The data below:
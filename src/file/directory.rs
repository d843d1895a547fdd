use crate::error::{FileShareError, Result};
use crate::file::client::{FileServiceClient, RequestTemplate};
use crate::file::file::FileClient;
use crate::file::metadata::Metadata;
use crate::file::properties::DirectoryProperties;
use crate::file::uri::StorageUri;
use quick_xml::de;
use reqwest::Method;
use serde::{Deserialize, Serialize};
use tracing::info;

/// Kind of a listed entry.
#[derive(Debug, Clone, Copy, PartialEq, Eq, Serialize)]
#[serde(rename_all = "lowercase")]
pub enum EntryKind {
    File,
    Directory,
}

/// One entry of a directory listing.
#[derive(Debug, Clone, PartialEq, Eq, Serialize)]
pub struct ListEntry {
    pub name: String,
    pub kind: EntryKind,
    /// Length in bytes; `None` for directories.
    pub content_length: Option<u64>,
}

/// Handle to a directory. The root directory of a share has an empty path.
#[derive(Debug, Clone)]
pub struct DirectoryClient {
    client: FileServiceClient,
    share: String,
    path: String,
    uri: StorageUri,
    pub properties: DirectoryProperties,
    pub metadata: Metadata,
}

impl DirectoryClient {
    pub(crate) fn new(client: FileServiceClient, share: &str, path: &str, uri: StorageUri) -> Self {
        Self {
            client,
            share: share.to_string(),
            path: path.to_string(),
            uri,
            properties: DirectoryProperties::default(),
            metadata: Metadata::new(),
        }
    }

    pub fn share_name(&self) -> &str {
        &self.share
    }

    pub fn path(&self) -> &str {
        &self.path
    }

    pub fn uri(&self) -> &StorageUri {
        &self.uri
    }

    pub fn is_root(&self) -> bool {
        self.path.is_empty()
    }

    pub fn file(&self, name: &str) -> Result<FileClient> {
        FileClient::new(self.client.clone(), &self.share, &self.child_path(name)?)
    }

    pub fn directory(&self, name: &str) -> Result<DirectoryClient> {
        let path = self.child_path(name)?;
        let uri = self.uri.join(name)?;
        Ok(DirectoryClient::new(self.client.clone(), &self.share, &path, uri))
    }

    fn child_path(&self, name: &str) -> Result<String> {
        let name = name.trim_matches('/');
        if name.is_empty() {
            return Err(FileShareError::invalid_argument("Entry name cannot be empty"));
        }
        Ok(if self.is_root() {
            name.to_string()
        } else {
            format!("{}/{name}", self.path)
        })
    }

    pub async fn create(&mut self) -> Result<()> {
        if self.is_root() {
            return Err(FileShareError::invalid_argument(
                "The root directory exists with its share and cannot be created",
            ));
        }
        let mut template = RequestTemplate::new(Method::PUT).query("restype", "directory");
        self.metadata.apply_to(&mut template)?;
        let response = self.client.send(&self.uri, &template).await?;
        self.properties = DirectoryProperties::from_headers(&response.headers);
        info!(share = %self.share, path = %self.path, "created directory");
        Ok(())
    }

    pub async fn delete(&self) -> Result<()> {
        let template = RequestTemplate::new(Method::DELETE).query("restype", "directory");
        self.client.send(&self.uri, &template).await?;
        info!(share = %self.share, path = %self.path, "deleted directory");
        Ok(())
    }

    pub async fn exists(&mut self) -> Result<bool> {
        match self.fetch_attributes().await {
            Ok(()) => Ok(true),
            Err(FileShareError::NotFound { .. }) => Ok(false),
            Err(e) => Err(e),
        }
    }

    pub async fn fetch_attributes(&mut self) -> Result<()> {
        let template = RequestTemplate::new(Method::HEAD).query("restype", "directory");
        let response = self.client.send(&self.uri, &template).await?;
        self.properties = DirectoryProperties::from_headers(&response.headers);
        self.metadata = Metadata::from_headers(&response.headers);
        Ok(())
    }

    /// List files and subdirectories, following continuation markers.
    pub async fn list(&self) -> Result<Vec<ListEntry>> {
        let mut entries = Vec::new();
        let mut marker = String::new();

        loop {
            let mut template = RequestTemplate::new(Method::GET)
                .query("restype", "directory")
                .query("comp", "list");
            if !marker.is_empty() {
                template = template.query("marker", marker.clone());
            }

            let response = self.client.send(&self.uri, &template).await?;
            let page = parse_listing(&response.body)?;
            entries.extend(page.entries);

            match page.next_marker {
                Some(next) => marker = next,
                None => break,
            }
        }

        entries.sort_by(|a, b| a.name.cmp(&b.name));
        Ok(entries)
    }
}

#[derive(Debug, Deserialize)]
#[serde(rename_all = "PascalCase")]
struct EnumerationResults {
    #[serde(default)]
    entries: Entries,
    #[serde(default)]
    next_marker: String,
}

#[derive(Debug, Default, Deserialize)]
#[serde(rename_all = "PascalCase")]
struct Entries {
    #[serde(default)]
    file: Vec<FileItem>,
    #[serde(default)]
    directory: Vec<DirectoryItem>,
}

#[derive(Debug, Deserialize)]
#[serde(rename_all = "PascalCase")]
struct FileItem {
    name: String,
    #[serde(default)]
    properties: FileItemProperties,
}

#[derive(Debug, Default, Deserialize)]
struct FileItemProperties {
    #[serde(rename = "Content-Length", default)]
    content_length: Option<u64>,
}

#[derive(Debug, Deserialize)]
#[serde(rename_all = "PascalCase")]
struct DirectoryItem {
    name: String,
}

struct ListingPage {
    entries: Vec<ListEntry>,
    next_marker: Option<String>,
}

fn parse_listing(body: &[u8]) -> Result<ListingPage> {
    let xml = std::str::from_utf8(body)
        .map_err(|e| FileShareError::serialization(format!("Listing is not UTF-8: {e}")))?;
    let results: EnumerationResults = de::from_str(xml)
        .map_err(|e| FileShareError::serialization(format!("Failed to parse listing: {e}")))?;

    let files = results.entries.file.into_iter().map(|f| ListEntry {
        name: f.name,
        kind: EntryKind::File,
        content_length: Some(f.properties.content_length.unwrap_or(0)),
    });
    let directories = results.entries.directory.into_iter().map(|d| ListEntry {
        name: d.name,
        kind: EntryKind::Directory,
        content_length: None,
    });

    Ok(ListingPage {
        entries: files.chain(directories).collect(),
        next_marker: Some(results.next_marker).filter(|m| !m.is_empty()),
    })
}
End of The data.
Task
Every record shown above should appear again in your answer, unchanged.

Solution to the exercise
filename src/file/directory.rs
repository d843d1895a547fdd
use crate::error::{FileShareError, Result};
use crate::file::client::{FileServiceClient, RequestTemplate};
use crate::file::file::FileClient;
use crate::file::metadata::Metadata;
use crate::file::properties::DirectoryProperties;
use crate::file::uri::StorageUri;
use quick_xml::de;
use reqwest::Method;
use serde::{Deserialize, Serialize};
use tracing::info;

/// Kind of a listed entry.
#[derive(Debug, Clone, Copy, PartialEq, Eq, Serialize)]
#[serde(rename_all = "lowercase")]
pub enum EntryKind {
    File,
    Directory,
}

/// One entry of a directory listing.
#[derive(Debug, Clone, PartialEq, Eq, Serialize)]
pub struct ListEntry {
    pub name: String,
    pub kind: EntryKind,
    /// Length in bytes; `None` for directories.
    pub content_length: Option<u64>,
}

/// Handle to a directory. The root directory of a share has an empty path.
#[derive(Debug, Clone)]
pub struct DirectoryClient {
    client: FileServiceClient,
    share: String,
    path: String,
    uri: StorageUri,
    pub properties: DirectoryProperties,
    pub metadata: Metadata,
}

impl DirectoryClient {
    pub(crate) fn new(client: FileServiceClient, share: &str, path: &str, uri: StorageUri) -> Self {
        Self {
            client,
            share: share.to_string(),
            path: path.to_string(),
            uri,
            properties: DirectoryProperties::default(),
            metadata: Metadata::new(),
        }
    }

    pub fn share_name(&self) -> &str {
        &self.share
    }

    pub fn path(&self) -> &str {
        &self.path
    }

    pub fn uri(&self) -> &StorageUri {
        &self.uri
    }

    pub fn is_root(&self) -> bool {
        self.path.is_empty()
    }

    pub fn file(&self, name: &str) -> Result<FileClient> {
        FileClient::new(self.client.clone(), &self.share, &self.child_path(name)?)
    }

    pub fn directory(&self, name: &str) -> Result<DirectoryClient> {
        let path = self.child_path(name)?;
        let uri = self.uri.join(name)?;
        Ok(DirectoryClient::new(self.client.clone(), &self.share, &path, uri))
    }

    fn child_path(&self, name: &str) -> Result<String> {
        let name = name.trim_matches('/');
        if name.is_empty() {
            return Err(FileShareError::invalid_argument("Entry name cannot be empty"));
        }
        Ok(if self.is_root() {
            name.to_string()
        } else {
            format!("{}/{name}", self.path)
        })
    }

    pub async fn create(&mut self) -> Result<()> {
        if self.is_root() {
            return Err(FileShareError::invalid_argument(
                "The root directory exists with its share and cannot be created",
            ));
        }
        let mut template = RequestTemplate::new(Method::PUT).query("restype", "directory");
        self.metadata.apply_to(&mut template)?;
        let response = self.client.send(&self.uri, &template).await?;
        self.properties = DirectoryProperties::from_headers(&response.headers);
        info!(share = %self.share, path = %self.path, "created directory");
        Ok(())
    }

    pub async fn delete(&self) -> Result<()> {
        let template = RequestTemplate::new(Method::DELETE).query("restype", "directory");
        self.client.send(&self.uri, &template).await?;
        info!(share = %self.share, path = %self.path, "deleted directory");
        Ok(())
    }

    pub async fn exists(&mut self) -> Result<bool> {
        match self.fetch_attributes().await {
            Ok(()) => Ok(true),
            Err(FileShareError::NotFound { .. }) => Ok(false),
            Err(e) => Err(e),
        }
    }

    pub async fn fetch_attributes(&mut self) -> Result<()> {
        let template = RequestTemplate::new(Method::HEAD).query("restype", "directory");
        let response = self.client.send(&self.uri, &template).await?;
        self.properties = DirectoryProperties::from_headers(&response.headers);
        self.metadata = Metadata::from_headers(&response.headers);
        Ok(())
    }

    /// List files and subdirectories, following continuation markers.
    pub async fn list(&self) -> Result<Vec<ListEntry>> {
        let mut entries = Vec::new();
        let mut marker = String::new();

        loop {
            let mut template = RequestTemplate::new(Method::GET)
                .query("restype", "directory")
                .query("comp", "list");
            if !marker.is_empty() {
                template = template.query("marker", marker.clone());
            }

            let response = self.client.send(&self.uri, &template).await?;
            let page = parse_listing(&response.body)?;
            entries.extend(page.entries);

            match page.next_marker {
                Some(next) => marker = next,
                None => break,
            }
        }

        entries.sort_by(|a, b| a.name.cmp(&b.name));
        Ok(entries)
    }
}

#[derive(Debug, Deserialize)]
#[serde(rename_all = "PascalCase")]
struct EnumerationResults {
    #[serde(default)]
    entries: Entries,
    #[serde(default)]
    next_marker: String,
}

#[derive(Debug, Default, Deserialize)]
#[serde(rename_all = "PascalCase")]
struct Entries {
    #[serde(default)]
    file: Vec<FileItem>,
    #[serde(default)]
    directory: Vec<DirectoryItem>,
}

#[derive(Debug, Deserialize)]
#[serde(rename_all = "PascalCase")]
struct FileItem {
    name: String,
    #[serde(default)]
    properties: FileItemProperties,
}

#[derive(Debug, Default, Deserialize)]
struct FileItemProperties {
    #[serde(rename = "Content-Length", default)]
    content_length: Option<u64>,
}

#[derive(Debug, Deserialize)]
#[serde(rename_all = "PascalCase")]
struct DirectoryItem {
    name: String,
}

struct ListingPage {
    entries: Vec<ListEntry>,
    next_marker: Option<String>,
}

fn parse_listing(body: &[u8]) -> Result<ListingPage> {
    let xml = std::str::from_utf8(body)
        .map_err(|e| FileShareError::serialization(format!("Listing is not UTF-8: {e}")))?;
    let results: EnumerationResults = de::from_str(xml)
        .map_err(|e| FileShareError::serialization(format!("Failed to parse listing: {e}")))?;

    let files = results.entries.file.into_iter().map(|f| ListEntry {
        name: f.name,
        kind: EntryKind::File,
        content_length: Some(f.properties.content_length.unwrap_or(0)),
    });
    let directories = results.entries.directory.into_iter().map(|d| ListEntry {
        name: d.name,
        kind: EntryKind::Directory,
        content_length: None,
    });

    Ok(ListingPage {
        entries: files.chain(directories).collect(),
        next_marker: Some(results.next_marker).filter(|m| !m.is_empty()),
    })
}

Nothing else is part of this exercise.